[[ Excerpted records open ]]

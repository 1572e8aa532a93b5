//! Predictor server: serves a pluggable [`component::Component`] over HTTP
//! and a length-delimited MessagePack RPC transport, aggregates component
//! metrics for Prometheus, and drives a running predictor from files in the
//! batch pipeline.

pub mod batch;
pub mod component;
pub mod config;
pub mod metrics;
pub mod network;
pub mod service;
pub mod telemetry;
pub mod worker;
//! Runtime introspection of the RPC service.
//!
//! `ServerReflection/ListServices` names the services on this port and
//! `ServerReflection/DescribeService` returns methods, message type names
//! and their field schema.

use serde::{Deserialize, Serialize};

use super::frame;
use crate::service::{Method, OperationError};

pub const MODEL_SERVICE: &str = "predictor.Model";
pub const REFLECTION_SERVICE: &str = "ServerReflection";

#[derive(Debug, Clone, PartialEq, Eq, Serialize, Deserialize)]
pub struct ListServicesResponse {
    pub services: Vec<String>,
}

#[derive(Debug, Clone, Default, PartialEq, Eq, Serialize, Deserialize)]
pub struct DescribeServiceRequest {
    #[serde(default)]
    pub service: String,
}

#[derive(Debug, Clone, PartialEq, Eq, Serialize, Deserialize)]
pub struct ServiceDescriptor {
    pub name: String,
    pub methods: Vec<MethodDescriptor>,
    pub types: Vec<TypeDescriptor>,
}

#[derive(Debug, Clone, PartialEq, Eq, Serialize, Deserialize)]
pub struct MethodDescriptor {
    pub name: String,
    pub input_type: String,
    pub output_type: String,
}

#[derive(Debug, Clone, PartialEq, Eq, Serialize, Deserialize)]
pub struct TypeDescriptor {
    pub name: String,
    pub fields: Vec<FieldDescriptor>,
}

#[derive(Debug, Clone, PartialEq, Eq, Serialize, Deserialize)]
pub struct FieldDescriptor {
    pub name: String,
    #[serde(rename = "type")]
    pub field_type: String,
    pub optional: bool,
}

fn field(name: &str, field_type: &str, optional: bool) -> FieldDescriptor {
    FieldDescriptor {
        name: name.to_string(),
        field_type: field_type.to_string(),
        optional,
    }
}

fn message_types(method: Method) -> (&'static str, &'static str) {
    match method {
        Method::SendFeedback => ("Feedback", "Message"),
        Method::Aggregate => ("MessageList", "Message"),
        Method::HealthStatus => ("Empty", "Message"),
        Method::Metadata => ("Empty", "Metadata"),
        _ => ("Message", "Message"),
    }
}

/// Descriptor of the model service.
#[must_use]
pub fn describe_model() -> ServiceDescriptor {
    let methods = Method::ALL
        .iter()
        .map(|m| {
            let (input, output) = message_types(*m);
            MethodDescriptor {
                name: m.rpc_name().to_string(),
                input_type: input.to_string(),
                output_type: output.to_string(),
            }
        })
        .collect();

    let types = vec![
        TypeDescriptor {
            name: "Message".into(),
            fields: vec![
                field("data", "DefaultData", true),
                field("binData", "bytes", true),
                field("strData", "string", true),
                field("jsonData", "json", true),
                field("meta", "Meta", true),
            ],
        },
        TypeDescriptor {
            name: "DefaultData".into(),
            fields: vec![
                field("names", "list<string>", true),
                field("tensor", "Tensor", true),
                field("ndarray", "list<json>", true),
            ],
        },
        TypeDescriptor {
            name: "Tensor".into(),
            fields: vec![
                field("shape", "list<uint>", false),
                field("values", "list<double>", false),
            ],
        },
        TypeDescriptor {
            name: "Meta".into(),
            fields: vec![
                field("puid", "string", true),
                field("tags", "map<string,json>", true),
                field("routing", "map<string,int>", true),
                field("requestPath", "map<string,string>", true),
                field("metrics", "list<Metric>", true),
            ],
        },
        TypeDescriptor {
            name: "Metric".into(),
            fields: vec![
                field("key", "string", false),
                field("type", "COUNTER|GAUGE|TIMER", false),
                field("value", "double", false),
                field("tags", "map<string,string>", true),
            ],
        },
        TypeDescriptor {
            name: "Feedback".into(),
            fields: vec![
                field("request", "Message", true),
                field("response", "Message", true),
                field("reward", "double", true),
                field("truth", "Message", true),
            ],
        },
        TypeDescriptor {
            name: "MessageList".into(),
            fields: vec![field("seldonMessages", "list<Message>", false)],
        },
        TypeDescriptor {
            name: "Metadata".into(),
            fields: vec![field("name", "string", true)],
        },
        TypeDescriptor {
            name: "Empty".into(),
            fields: Vec::new(),
        },
    ];

    ServiceDescriptor {
        name: MODEL_SERVICE.to_string(),
        methods,
        types,
    }
}

fn describe_reflection() -> ServiceDescriptor {
    ServiceDescriptor {
        name: REFLECTION_SERVICE.to_string(),
        methods: vec![
            MethodDescriptor {
                name: "ListServices".into(),
                input_type: "Empty".into(),
                output_type: "ListServicesResponse".into(),
            },
            MethodDescriptor {
                name: "DescribeService".into(),
                input_type: "DescribeServiceRequest".into(),
                output_type: "ServiceDescriptor".into(),
            },
        ],
        types: vec![
            TypeDescriptor {
                name: "ListServicesResponse".into(),
                fields: vec![field("services", "list<string>", false)],
            },
            TypeDescriptor {
                name: "DescribeServiceRequest".into(),
                fields: vec![field("service", "string", true)],
            },
        ],
    }
}

/// Answers one reflection call; the result is a MessagePack body.
///
/// # Errors
///
/// `MalformedPayload` for an unknown call, an undecodable request or an
/// unknown service name.
pub fn handle(call: &str, body: &[u8]) -> Result<Vec<u8>, OperationError> {
    let encoded = match call {
        "ListServices" => frame::encode(&ListServicesResponse {
            services: vec![MODEL_SERVICE.to_string(), REFLECTION_SERVICE.to_string()],
        }),
        "DescribeService" => {
            let request: DescribeServiceRequest = if body.is_empty() {
                DescribeServiceRequest::default()
            } else {
                frame::decode(body)
                    .map_err(|e| OperationError::malformed(format!("describe request: {e}")))?
            };
            let descriptor = match request.service.as_str() {
                "" | MODEL_SERVICE => describe_model(),
                REFLECTION_SERVICE => describe_reflection(),
                other => {
                    return Err(OperationError::malformed(format!("unknown service {other}")))
                }
            };
            frame::encode(&descriptor)
        }
        other => {
            return Err(OperationError::malformed(format!(
                "unknown reflection call {other}"
            )))
        }
    };
    encoded.map_err(|e| OperationError::Internal(e.into()))
}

[[ Excerpted records closed ]]

* What you should do
Return the material exactly as it stands above, but only from its first line to the line containing "pub const REFLECTION_SERVICE: &str", both ends included.

* Exercise response
repository 1572e8aa532a93b5
//! Predictor server: serves a pluggable [`component::Component`] over HTTP
//! and a length-delimited MessagePack RPC transport, aggregates component
//! metrics for Prometheus, and drives a running predictor from files in the
//! batch pipeline.

pub mod batch;
pub mod component;
pub mod config;
pub mod metrics;
pub mod network;
pub mod service;
pub mod telemetry;
pub mod worker;
//! Runtime introspection of the RPC service.
//!
//! `ServerReflection/ListServices` names the services on this port and
//! `ServerReflection/DescribeService` returns methods, message type names
//! and their field schema.

use serde::{Deserialize, Serialize};

use super::frame;
use crate::service::{Method, OperationError};

pub const MODEL_SERVICE: &str = "predictor.Model";
pub const REFLECTION_SERVICE: &str = "ServerReflection";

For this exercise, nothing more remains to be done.